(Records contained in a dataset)
[Start of section]

//! Calibration and trimming.

use super::{Engine, RunOutcome};
use crate::bitmap::{Bitmap, NewBits};
use crate::constants::{
    CAL_CYCLES, CAL_CYCLES_FAST, CAL_CYCLES_LONG, CAL_TMOUT_ADD, CAL_TMOUT_PERC, TRIM_END_STEPS,
    TRIM_MIN_BYTES, TRIM_START_STEPS,
};
use crate::error::{FuzzError, io_error};
use crate::queue::{EntryId, Sidecar};
use log::debug;
use std::time::Instant;

impl Engine {
    /// Runs an entry several times to measure its speed, its trace size and the
    /// stability of its path.
    ///
    /// # Arguments
    /// * `id`: The queue entry being calibrated.
    /// * `data`: The entry's bytes.
    /// * `handicap`: Queue cycles that passed before the entry was found.
    /// * `from_queue`: `true` for seeds and resumed entries; anything else gets a
    ///   more generous timeout.
    ///
    /// # Returns
    /// The outcome of the last run, `NoInstrumentation` when the very first run
    /// produced an empty trace, or `NoNewBits` for a first calibration that saw
    /// nothing new.
    pub(super) fn calibrate(
        &mut self,
        id: EntryId,
        data: &[u8],
        handicap: u64,
        from_queue: bool,
    ) -> Result<RunOutcome, FuzzError> {
        let first_run = self.queue.entries()[id].exec_cksum == 0;
        let use_tmout = if !from_queue || self.resuming_fuzz {
            (self.exec_timeout + CAL_TMOUT_ADD).max(self.exec_timeout * CAL_TMOUT_PERC / 100)
        } else {
            self.exec_timeout
        };
        if let Some(entry) = self.queue.get_mut(id) {
            entry.cal_failed = entry.cal_failed.saturating_add(1);
        }

        let mut stage_max = if self.settings.fast_cal {
            CAL_CYCLES_FAST
        } else {
            CAL_CYCLES
        };
        // A known checksum means the trace still holds the run that found the entry.
        let mut first_trace: Option<Bitmap> = (!first_run).then(|| self.trace.clone());

        let mut fault = RunOutcome::Ok;
        let mut new_bits = NewBits::None;
        let mut var_detected = false;
        let mut aborted = false;
        let mut completed = 0usize;
        let start = Instant::now();

        while completed < stage_max {
            self.write_to_testcase(data)?;
            fault = self.run_target(data, use_tmout);

            if self.stop_requested() || !self.is_expected_fault(&fault) {
                aborted = true;
                break;
            }
            if !self.settings.dumb_mode && completed == 0 && self.trace.count_nonzero() == 0 {
                fault = RunOutcome::NoInstrumentation;
                aborted = true;
                break;
            }

            let cksum = self.trace.hash32();
            let exec_cksum = self.queue.entries()[id].exec_cksum;
            if exec_cksum != cksum {
                new_bits = new_bits.max(self.check_new_bits());

                if exec_cksum != 0 {
                    if let Some(first) = &first_trace {
                        let current = self.trace.as_slice();
                        let var = self.var_bytes.as_mut_slice();
                        for (i, (&a, &b)) in first.as_slice().iter().zip(current).enumerate() {
                            if var[i] == 0 && a != b {
                                var[i] = 1;
                                stage_max = CAL_CYCLES_LONG;
                            }
                        }
                    }
                    var_detected = true;
                } else {
                    if let Some(entry) = self.queue.get_mut(id) {
                        entry.exec_cksum = cksum;
                    }
                    first_trace = Some(self.trace.clone());
                }
            }
            completed += 1;
        }

        if completed > 0 {
            let elapsed_us = start.elapsed().as_micros() as u64;
            let cycles = completed as u64;
            self.counters.total_cal_us += elapsed_us;
            self.counters.total_cal_cycles += cycles;

            // After an abort the trace belongs to the failed run.
            let scored: &Bitmap = match &first_trace {
                Some(first) if aborted => first,
                _ => &self.trace,
            };
            let bitmap_size = scored.count_nonzero();
            if let Some(entry) = self.queue.get_mut(id) {
                entry.exec_us = elapsed_us / cycles;
                entry.bitmap_size = bitmap_size;
                entry.handicap = handicap;
                if !aborted {
                    entry.cal_failed = 0;
                }
            }
            self.counters.total_bitmap_size += bitmap_size as u64;
            self.counters.total_bitmap_entries += 1;
            self.top_rated
                .update_bitmap_score(&mut self.queue, id, scored);
        }

        if !aborted
            && !self.settings.dumb_mode
            && first_run
            && fault == RunOutcome::Ok
            && new_bits == NewBits::None
        {
            fault = RunOutcome::NoNewBits;
        }

        if new_bits == NewBits::NewTuple && !self.queue.entries()[id].has_new_cov {
            if let Some(entry) = self.queue.get_mut(id) {
                entry.has_new_cov = true;
            }
            self.queue.queued_with_cov += 1;
        }

        if var_detected && !self.queue.entries()[id].var_behavior {
            self.queue
                .mark_sidecar(self.fs.as_ref(), id, Sidecar::VariableBehavior, true)?;
            self.queue.queued_variable += 1;
        }

        Ok(fault)
    }

    /// Removes blocks from `in_buf` as long as the trace checksum stays the same.
    ///
    /// Block sizes start at a sixteenth of the length (rounded up to a power of
    /// two) and halve down to a 1024th, never below `TRIM_MIN_BYTES`. Committed
    /// removals are written back to the entry's file, also when a stop request
    /// cuts the pass short.
    pub(super) fn trim(&mut self, id: EntryId, in_buf: &mut Vec<u8>) -> Result<RunOutcome, FuzzError> {
        if in_buf.len() < 5 {
            return Ok(RunOutcome::Ok);
        }

        let exec_cksum = self.queue.entries()[id].exec_cksum;
        self.counters.bytes_trim_in += in_buf.len() as u64;

        let mut len_p2 = in_buf.len().next_power_of_two();
        let mut remove_len = (len_p2 / TRIM_START_STEPS).max(TRIM_MIN_BYTES);
        let mut fault = RunOutcome::Ok;
        let mut clean_trace: Option<Bitmap> = None;
        let mut candidate = Vec::with_capacity(in_buf.len());

        'passes: while remove_len >= (len_p2 / TRIM_END_STEPS).max(TRIM_MIN_BYTES) {
            let mut remove_pos = remove_len;
            debug!("Trimming entry #{id} in steps of {remove_len} bytes");

            while remove_pos < in_buf.len() {
                let trim_avail = remove_len.min(in_buf.len() - remove_pos);

                candidate.clear();
                candidate.extend_from_slice(&in_buf[..remove_pos]);
                candidate.extend_from_slice(&in_buf[remove_pos + trim_avail..]);
                self.write_to_testcase(&candidate)?;
                fault = self.run_target(&candidate, self.exec_timeout);
                self.counters.trim_execs += 1;

                if self.stop_requested() || matches!(fault, RunOutcome::Error(_)) {
                    break 'passes;
                }

                if self.trace.hash32() == exec_cksum {
                    in_buf.drain(remove_pos..remove_pos + trim_avail);
                    len_p2 = in_buf.len().next_power_of_two();
                    if clean_trace.is_none() {
                        clean_trace = Some(self.trace.clone());
                    }
                } else {
                    remove_pos += remove_len;
                }
            }
            remove_len >>= 1;
        }

        if let Some(clean) = clean_trace {
            let path = self.queue.entries()[id].path.clone();
            // The entry may be a hard link to a seed; never write through it.
            let _ = self.fs.delete_file(&path);
            self.fs
                .create_new(&path, in_buf)
                .map_err(|e| io_error(&path, e))?;
            if let Some(entry) = self.queue.get_mut(id) {
                entry.len = in_buf.len();
            }
            self.trace.copy_from(&clean);
            self.top_rated
                .update_bitmap_score(&mut self.queue, id, &self.trace);
        }

        self.counters.bytes_trim_out += in_buf.len() as u64;
        Ok(fault)
    }
}

#[cfg(test)]
mod tests {
    use super::super::test_support::{FnExecutor, engine_with, prefix_trace};
    use super::*;
    use crate::executor::ExecStatus;
    use crate::queue::sidecar_path;
    use std::cell::Cell;
    use std::rc::Rc;
    use tempfile::tempdir;

    #[test]
    fn calibration_records_timing_and_score() {
        let dir = tempdir().unwrap();
        let mut engine = engine_with(
            dir.path(),
            &[("a", b"ABCDEFGH")],
            |_| {},
            FnExecutor(|input: &[u8], trace: &mut [u8]| {
                prefix_trace(input, trace);
                ExecStatus::Ok
            }),
        );
        engine.prepare().unwrap();

        let entry = &engine.queue().entries()[0];
        assert_eq!(entry.cal_failed, 0);
        assert_eq!(entry.bitmap_size, 6);
        assert!(!entry.var_behavior);
        assert!(entry.has_new_cov);
        assert_eq!(engine.counters().total_cal_cycles, 8);
        assert_eq!(engine.top_rated.get(0), Some(0));
        assert_eq!(engine.counters().execs_done, 8);
    }

    #[test]
    fn fast_cal_runs_fewer_cycles() {
        let dir = tempdir().unwrap();
        let mut engine = engine_with(
            dir.path(),
            &[("a", b"ABCDEFGH")],
            |s| s.fast_cal = true,
            FnExecutor(|input: &[u8], trace: &mut [u8]| {
                prefix_trace(input, trace);
                ExecStatus::Ok
            }),
        );
        engine.prepare().unwrap();
        assert_eq!(engine.counters().total_cal_cycles, 3);
    }

    #[test]
    fn flaky_edges_mark_variable_behavior() {
        let dir = tempdir().unwrap();
        let runs = Rc::new(Cell::new(0u32));
        let counter = Rc::clone(&runs);
        let mut engine = engine_with(
            dir.path(),
            &[("a", b"ABCDEFGH")],
            |_| {},
            FnExecutor(move |_: &[u8], trace: &mut [u8]| {
                counter.set(counter.get() + 1);
                trace[0] = 1;
                if counter.get() % 2 == 0 {
                    trace[100] = 1;
                }
                ExecStatus::Ok
            }),
        );
        engine.prepare().unwrap();

        let entry = &engine.queue().entries()[0];
        assert!(entry.var_behavior);
        assert_eq!(engine.queue().queued_variable, 1);
        assert_eq!(engine.var_bytes.as_slice()[100], 1);
        assert_eq!(engine.var_bytes.as_slice()[0], 0);
        assert_eq!(runs.get(), 40);
        assert!(sidecar_path(&entry.path, Sidecar::VariableBehavior).exists());
    }

    #[test]
    fn abort_keeps_partial_bookkeeping() {
        let dir = tempdir().unwrap();
        let mut engine = engine_with(
            dir.path(),
            &[("a", b"ABCDEFGH")],
            |s| s.skip_crashes = true,
            FnExecutor(|input: &[u8], trace: &mut [u8]| {
                prefix_trace(input, trace);
                if input == b"crash now" {
                    ExecStatus::Crash(11)
                } else {
                    ExecStatus::Ok
                }
            }),
        );
        engine.prepare().unwrap();
        let before = engine.counters().total_cal_cycles;

        let res = engine.calibrate(0, b"crash now", 0, false).unwrap();
        assert_eq!(res, RunOutcome::Crash { reason: 11 });
        assert_eq!(engine.queue().entries()[0].cal_failed, 1);
        assert_eq!(engine.counters().total_cal_cycles, before);
    }

    #[test]
    fn trim_preserves_checksum_and_never_grows() {
        let dir = tempdir().unwrap();
        let seed: Vec<u8> = (0u8..64).collect();
        let mut engine = engine_with(
            dir.path(),
            &[("a", seed.as_slice())],
            |_| {},
            FnExecutor(|input: &[u8], trace: &mut [u8]| {
                prefix_trace(input, trace);
                if input.len() < 5 {
                    trace[2000] = 1;
                }
                ExecStatus::Ok
            }),
        );
        engine.prepare().unwrap();
        let cksum = engine.queue().entries()[0].exec_cksum;

        let mut buf = seed.clone();
        let res = engine.trim(0, &mut buf).unwrap();
        assert_eq!(res, RunOutcome::Ok);
        assert!(buf.len() < seed.len());
        assert_eq!(&buf[..5], &seed[..5]);

        let entry = &engine.queue().entries()[0];
        assert_eq!(entry.len, buf.len());
        assert_eq!(std::fs::read(&entry.path).unwrap(), buf);
        assert_eq!(engine.trace.hash32(), cksum);
        // The seed the entry was linked from is untouched.
        assert_eq!(std::fs::read(dir.path().join("in").join("a")).unwrap(), seed);
        assert_eq!(engine.counters().bytes_trim_in, 64);
        assert_eq!(engine.counters().bytes_trim_out, buf.len() as u64);
    }

    #[test]
    fn short_inputs_are_not_trimmed() {
        let dir = tempdir().unwrap();
        let mut engine = engine_with(
            dir.path(),
            &[("a", b"ABCD")],
            |_| {},
            FnExecutor(|input: &[u8], trace: &mut [u8]| {
                prefix_trace(input, trace);
                ExecStatus::Ok
            }),
        );
        engine.prepare().unwrap();
        let execs = engine.counters().execs_done;
        let mut buf = b"ABCD".to_vec();
        assert_eq!(engine.trim(0, &mut buf).unwrap(), RunOutcome::Ok);
        assert_eq!(buf, b"ABCD");
        assert_eq!(engine.counters().execs_done, execs);
    }
}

[End of section]

• _EXERCISE AIM_: Every line in the entries above that has the word "current" should be identified and copied.

• _EXPECTED ANSWER_:
                        let current = self.trace.as_slice();
                        for (i, (&a, &b)) in first.as_slice().iter().zip(current).enumerate() {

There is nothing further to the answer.